Three interactive maps exploring the spatial relationship between breach activity and home health agency density across the United States. All data drawn from federal sources; all code and methodology are open.
The Figures
The Maps
Threat
Every HIPAA breach affecting 500+ people, 2015–2026. Toggle among density hexagons, typed scatter points, and heat.
Exposure
Every Medicare-certified home health agency, colored by ownership type. For-profit dominance visible at a glance; zoom into any metro area.
Overlay
Breach heat layered on agency density. Toggle layers to see the correlation — where the industry grows, the breaches follow.
Findings
Breaches scale with agency density.
Plot every state's home health agency count against its HIPAA breach count. The relationship is close to linear. California and Texas are the rightmost outliers; the mid-range cluster (Florida, Illinois, Pennsylvania) sits exactly where regression would put them.
Hacking swallowed every other breach type.
Stacked area, 2015 to 2025. Total breaches climbed roughly 6x. Hacking and IT incidents went from a thin layer in the mix to dominating the stack outright. Theft, loss, and improper disposal are now rounding errors.
For-profit agencies own the exposure footprint.
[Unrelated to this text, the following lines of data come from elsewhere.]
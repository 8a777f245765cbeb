//! Server configuration.
//!
//! Layered as flag > env > TOML file (`-c`) > default. An empty
//! `FILE_STORAGE_PATH` or `DATABASE_DSN` disables that backend.

use std::path::{Path, PathBuf};
use std::time::Duration;

use anyhow::{Context, bail};
use clap::Parser;
use clap::builder::BoolishValueParser;
use serde::Deserialize;

use tally_core::{LogFormat, duration};

const DEFAULT_ADDRESS: &str = "localhost:8080";
const DEFAULT_FILE_STORAGE_PATH: &str = "/tmp/metrics-db.json";
const DEFAULT_STORE_INTERVAL: Duration = Duration::from_secs(300);
const DEFAULT_REQUEST_TIMEOUT: Duration = Duration::from_secs(5);

/// tallyd: accept metric updates and serve current values.
#[derive(Parser, Debug, Default)]
#[command(name = "tallyd", version, about)]
pub struct Cli {
    /// Listen address (host:port, or :port for all interfaces)
    #[arg(short = 'a', long, env = "ADDRESS")]
    pub address: Option<String>,

    /// Postgres connection string; empty disables the database backend
    #[arg(short = 'd', long, env = "DATABASE_DSN")]
    pub database_dsn: Option<String>,

    /// Snapshot file; empty disables the file backend
    #[arg(short = 'f', long, env = "FILE_STORAGE_PATH")]
    pub file_storage_path: Option<String>,

    /// Snapshot period (e.g. 300, 30s); 0 snapshots after every update
    #[arg(short = 'i', long, env = "STORE_INTERVAL", value_parser = duration::duration_arg)]
    pub store_interval: Option<Duration>,

    /// Restore persisted state on startup
    #[arg(
        short = 'r',
        long,
        env = "RESTORE",
        num_args = 0..=1,
        default_missing_value = "true",
        value_parser = BoolishValueParser::new()
    )]
    pub restore: Option<bool>,

    /// TOML config file with the same keys
    #[arg(short = 'c', long, env = "CONFIG")]
    pub config: Option<PathBuf>,

    /// Deadline for each request
    #[arg(long, env = "REQUEST_TIMEOUT", value_parser = duration::duration_arg)]
    pub request_timeout: Option<Duration>,

    /// Log output format
    #[arg(long, env = "LOG_FORMAT", value_enum)]
    pub log_format: Option<LogFormat>,
}

/// The `-c` file. Every key is optional.
#[derive(Debug, Default, Deserialize)]
#[serde(default, deny_unknown_fields)]
pub struct FileConfig {
    pub address: Option<String>,
    pub database_dsn: Option<String>,
    pub file_storage_path: Option<String>,
    #[serde(deserialize_with = "duration::deserialize_opt")]
    pub store_interval: Option<Duration>,
    pub restore: Option<bool>,
    #[serde(deserialize_with = "duration::deserialize_opt")]
    pub request_timeout: Option<Duration>,
    pub log_format: Option<LogFormat>,
}

impl FileConfig {
    pub fn load(path: &Path) -> anyhow::Result<Self> {
        let content = std::fs::read_to_string(path)
            .with_context(|| format!("reading config file {}", path.display()))?;
        toml::from_str(&content).with_context(|| format!("parsing config file {}", path.display()))
    }
}

/// Fully resolved server settings.
#[derive(Debug, Clone, PartialEq)]
pub struct ServerConfig {
    pub address: String,
    pub database_dsn: Option<String>,
    pub file_storage_path: Option<PathBuf>,
    /// Zero means synchronous snapshots.
    pub store_interval: Duration,
    pub restore: bool,
    pub request_timeout: Duration,
    pub log_format: LogFormat,
}

impl Default for ServerConfig {
    fn default() -> Self {
        Self {
            address: DEFAULT_ADDRESS.to_string(),
            database_dsn: None,
            file_storage_path: Some(PathBuf::from(DEFAULT_FILE_STORAGE_PATH)),
            store_interval: DEFAULT_STORE_INTERVAL,
            restore: true,
            request_timeout: DEFAULT_REQUEST_TIMEOUT,
            log_format: LogFormat::Text,
        }
    }
}

impl ServerConfig {
    pub fn resolve(cli: Cli) -> anyhow::Result<Self> {
        let file = match &cli.config {
            Some(path) => FileConfig::load(path)?,
            None => FileConfig::default(),
        };
        Self::merge(cli, file)
    }

    fn merge(cli: Cli, file: FileConfig) -> anyhow::Result<Self> {
        let defaults = Self::default();
        let address = cli
            .address
            .or(file.address)
            .unwrap_or(defaults.address);
        let config = Self {
            address: listen_address(&address),
            database_dsn: non_empty(cli.database_dsn.or(file.database_dsn)),
            file_storage_path: match cli.file_storage_path.or(file.file_storage_path) {
                Some(path) => non_empty(Some(path)).map(PathBuf::from),
                None => defaults.file_storage_path,
            },
            store_interval: cli
                .store_interval
                .or(file.store_interval)
                .unwrap_or(defaults.store_interval),
            restore: cli.restore.or(file.restore).unwrap_or(defaults.restore),
            request_timeout: cli
                .request_timeout
                .or(file.request_timeout)
                .unwrap_or(defaults.request_timeout),
            log_format: cli.log_format.or(file.log_format).unwrap_or(defaults.log_format),
        };
        if config.request_timeout.is_zero() {
            bail!("request timeout must be positive");
        }
        Ok(config)
    }
}

fn non_empty(value: Option<String>) -> Option<String> {
    value
        .map(|v| v.trim().to_string())
        .filter(|v| !v.is_empty())
}

/// `:8080` binds every interface.
fn listen_address(address: &str) -> String {
    let addr = address.trim();
    if addr.starts_with(':') {
        format!("0.0.0.0{addr}")
    } else {
        addr.to_string()
    }
}
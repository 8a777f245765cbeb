//! Tracing subscriber setup shared by the binaries.

use serde::Deserialize;
use tracing_subscriber::EnvFilter;

/// Default filter when `RUST_LOG` is unset.
pub const DEFAULT_FILTER: &str = "info,tally=debug";

/// Log output format.
#[derive(Debug, Clone, Copy, Default, PartialEq, Eq, clap::ValueEnum, Deserialize)]
#[serde(rename_all = "lowercase")]
pub enum LogFormat {
    #[default]
    Text,
    Json,
}

/// Install the global subscriber. Later calls are no-ops.
pub fn init_tracing(format: LogFormat) {
    let filter =
        EnvFilter::try_from_default_env().unwrap_or_else(|_| EnvFilter::new(DEFAULT_FILTER));
    let builder = tracing_subscriber::fmt().with_env_filter(filter);
    let result = match format {
        LogFormat::Text => builder.try_init(),
        LogFormat::Json => builder.json().try_init(),
    };
    if let Err(e) = result {
        tracing::debug!(error = %e, "tracing subscriber already installed");
    }
}
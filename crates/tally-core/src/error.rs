//! Error types for metric parsing and validation.

use thiserror::Error;

/// Result type alias for model operations.
pub type ModelResult<T> = Result<T, ModelError>;

/// Errors raised while turning wire input into a [`crate::Metric`].
#[derive(Debug, Clone, PartialEq, Error)]
pub enum ModelError {
    /// The metric id was empty.
    #[error("metric id is empty")]
    MissingId,

    /// The metric id contains a reserved character.
    #[error("metric id {0:?} contains reserved character ':'")]
    InvalidId(String),

    #[error("unknown metric type {0:?}")]
    UnknownType(String),

    /// A counter arrived without `delta` or a gauge without `value`.
    #[error("{kind} {id:?} is missing its {field} field")]
    MissingValue {
        id: String,
        kind: &'static str,
        field: &'static str,
    },

    #[error("invalid {kind} value {raw:?}")]
    InvalidValue { kind: &'static str, raw: String },

    #[error("invalid metric key {0:?}: expected <id>:<type>")]
    InvalidKey(String),
}

impl ModelError {
    /// Whether the error stems from a missing identity rather than bad input.
    ///
    /// The HTTP layer maps this to 404 instead of 400.
    pub fn is_missing_identity(&self) -> bool {
        matches!(self, ModelError::MissingId)
    }
}
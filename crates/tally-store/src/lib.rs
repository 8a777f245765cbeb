//! tally-store: the aggregation core of the tally server.
//!
//! # Architecture
//!
//! ```text
//! Storage
//!   ├── MemStore      ← authoritative map, per-type update rules
//!   ├── FileSnapshot  ← optional, line-delimited JSON, periodic or sync
//!   └── PgStore       ← optional, flat upsert mirror of post-update state
//! ```
//!
//! Arithmetic happens only in [`MemStore`]. The durable backends store the
//! results, so a counter row in Postgres always holds the running total,
//! never an individual delta.

pub mod error;
pub mod file;
pub mod memory;
pub mod postgres;
pub mod storage;

pub use error::{StoreError, StoreResult};
pub use file::FileSnapshot;
pub use memory::MemStore;
pub use postgres::PgStore;
pub use storage::{RestoreSource, SnapshotPolicy, Storage};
Top 15 states by Medicare-certified home health agency count, split by ownership type. For-profit operators run the majority of the network in every high-volume state: 94 percent in Texas, 86 percent in Illinois, 90 percent in Oklahoma. California is the structural outlier at 56 percent for-profit, with an unusually large “Other” classification covering more than a third of its 3,147 agencies.
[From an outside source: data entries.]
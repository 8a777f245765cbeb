//! tallyd: the tally server daemon.
//!
//! Assembles the in-memory store, the optional snapshot file and Postgres
//! mirror, and the HTTP API.
//!
//! # Usage
//!
//! ```text
//! tallyd -a :8080 -f /var/lib/tally/metrics.json -i 300 -r
//! ```

use anyhow::Context;
use clap::Parser;
use tokio::sync::watch;
use tracing::{info, warn};

use tally_api::{ApiConfig, build_router};
use tally_core::init_tracing;
use tally_store::SnapshotPolicy;
use tallyd::{Cli, ServerConfig, open_and_restore};

#[tokio::main]
async fn main() -> anyhow::Result<()> {
    let config = ServerConfig::resolve(Cli::parse())?;
    init_tracing(config.log_format);

    info!(
        address = %config.address,
        file = ?config.file_storage_path,
        database = config.database_dsn.is_some(),
        store_interval = ?config.store_interval,
        restore = config.restore,
        "tallyd starting"
    );

    // ── Storage ────────────────────────────────────────────────

    let storage = open_and_restore(&config).await?;

    // ── Shutdown signal ────────────────────────────────────────

    let (shutdown_tx, shutdown_rx) = watch::channel(false);

    let snapshot_handle = {
        let storage = storage.clone();
        tokio::spawn(async move { storage.run_snapshots(shutdown_rx).await })
    };

    // ── API server ─────────────────────────────────────────────

    let router = build_router(
        storage.clone(),
        ApiConfig {
            request_timeout: config.request_timeout,
        },
    );
    let listener = tokio::net::TcpListener::bind(&config.address)
        .await
        .with_context(|| format!("binding {}", config.address))?;
    info!(addr = %listener.local_addr()?, "API server listening");

    axum::serve(listener, router)
        .with_graceful_shutdown(async move {
            shutdown_signal().await;
            info!("shutdown signal received");
            let _ = shutdown_tx.send(true);
        })
        .await?;

    // Periodic mode writes its final snapshot from the loop itself.
    let _ = snapshot_handle.await;
    if storage.snapshot_policy() == Some(SnapshotPolicy::Synchronous) {
        storage.flush().await;
    }

    info!("tallyd stopped");
    Ok(())
}

/// Resolves on SIGINT, or SIGTERM on unix.
async fn shutdown_signal() {
    let ctrl_c = async {
        if let Err(e) = tokio::signal::ctrl_c().await {
            warn!(error = %e, "failed to listen for ctrl-c");
            std::future::pending::<()>().await;
        }
    };

    #[cfg(unix)]
    let terminate = async {
        match tokio::signal::unix::signal(tokio::signal::unix::SignalKind::terminate()) {
            Ok(mut sig) => {
                sig.recv().await;
            }
            Err(e) => {
                warn!(error = %e, "failed to listen for SIGTERM");
                std::future::pending::<()>().await;
            }
        }
    };

    #[cfg(not(unix))]
    let terminate = std::future::pending::<()>();

    tokio::select! {
        _ = ctrl_c => {}
        _ = terminate => {}
    }
}
//! HTML index of every stored metric.

use askama::Template;
use axum::extract::State;
use axum::response::Html;

use tally_core::Metric;

use crate::ApiState;

fn render<T: Template>(tmpl: T) -> Html<String> {
    Html(tmpl.render().unwrap_or_else(|e| {
        format!("<pre>Template error: {e}</pre>")
    }))
}

struct MetricRowView {
    id: String,
    kind: &'static str,
    value: String,
}

impl MetricRowView {
    fn from_metric(m: &Metric) -> Self {
        Self {
            id: m.id.clone(),
            kind: m.kind().as_str(),
            value: m.value.to_text(),
        }
    }
}

#[derive(Template)]
#[template(
    ext = "html",
    source = r#"<!DOCTYPE html>
<html>
<head><meta charset="utf-8"><title>tally metrics</title></head>
<body>
<h1>Metrics ({{ rows.len() }})</h1>
<table>
<tr><th>Name</th><th>Type</th><th>Value</th></tr>
{% for row in rows %}<tr><td>{{ row.id }}</td><td>{{ row.kind }}</td><td>{{ row.value }}</td></tr>
{% endfor %}</table>
</body>
</html>
"#
)]
struct IndexTemplate {
    rows: Vec<MetricRowView>,
}

/// GET /
pub async fn index(State(state): State<ApiState>) -> Html<String> {
    let rows = state
        .storage
        .list()
        .await
        .iter()
        .map(MetricRowView::from_metric)
        .collect();
    render(IndexTemplate { rows })
}
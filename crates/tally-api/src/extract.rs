//! JSON body extractor with this API's rejection statuses.
//!
//! axum's `Json` answers 422 for well-formed JSON of the wrong shape and uses
//! its own plain-text bodies. Here every decode failure is 400 with an
//! `{"error"}` body, and a missing or foreign `Content-Type` is 415.

use axum::Json;
use axum::extract::rejection::JsonRejection;
use axum::extract::{FromRequest, Request};
use serde::de::DeserializeOwned;

use crate::error::ApiError;

pub struct JsonBody<T>(pub T);

impl<S, T> FromRequest<S> for JsonBody<T>
where
    T: DeserializeOwned,
    S: Send + Sync,
{
    type Rejection = ApiError;

    async fn from_request(req: Request, state: &S) -> Result<Self, Self::Rejection> {
        match Json::<T>::from_request(req, state).await {
            Ok(Json(value)) => Ok(Self(value)),
            Err(JsonRejection::MissingJsonContentType(e)) => {
                Err(ApiError::UnsupportedMedia(e.body_text()))
            }
            Err(e) => Err(ApiError::InvalidInput(e.body_text())),
        }
    }
}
Where the industry grows, the breaches follow.
Data
- HHS Office for Civil Rights Breach Portal
- HIPAA breaches affecting 500+ individuals, 2015–2026 — archived and under-investigation reports.
- CMS Provider Data Catalog
- Medicare-certified home health agencies, April 2026, with ownership classification.
Method
Breach records from the HHS OCR portal were cleaned, deduplicated, and geocoded to state centroids with a small random jitter for visualization. Agency records from CMS were geocoded from zip codes using the zipcodes package with bundled USPS data. Ownership was classified into For-Profit, Non-Profit, Government, Combination, and Other from the CMS ownership field.
The maps are built with deck.gl — GPU-accelerated WebGL layers — on a CARTO Dark Matter basemap. Data processing is in Python (pandas, zipcodes); static charts are in matplotlib. The full pipeline, intermediate data, and rendering code are on GitHub.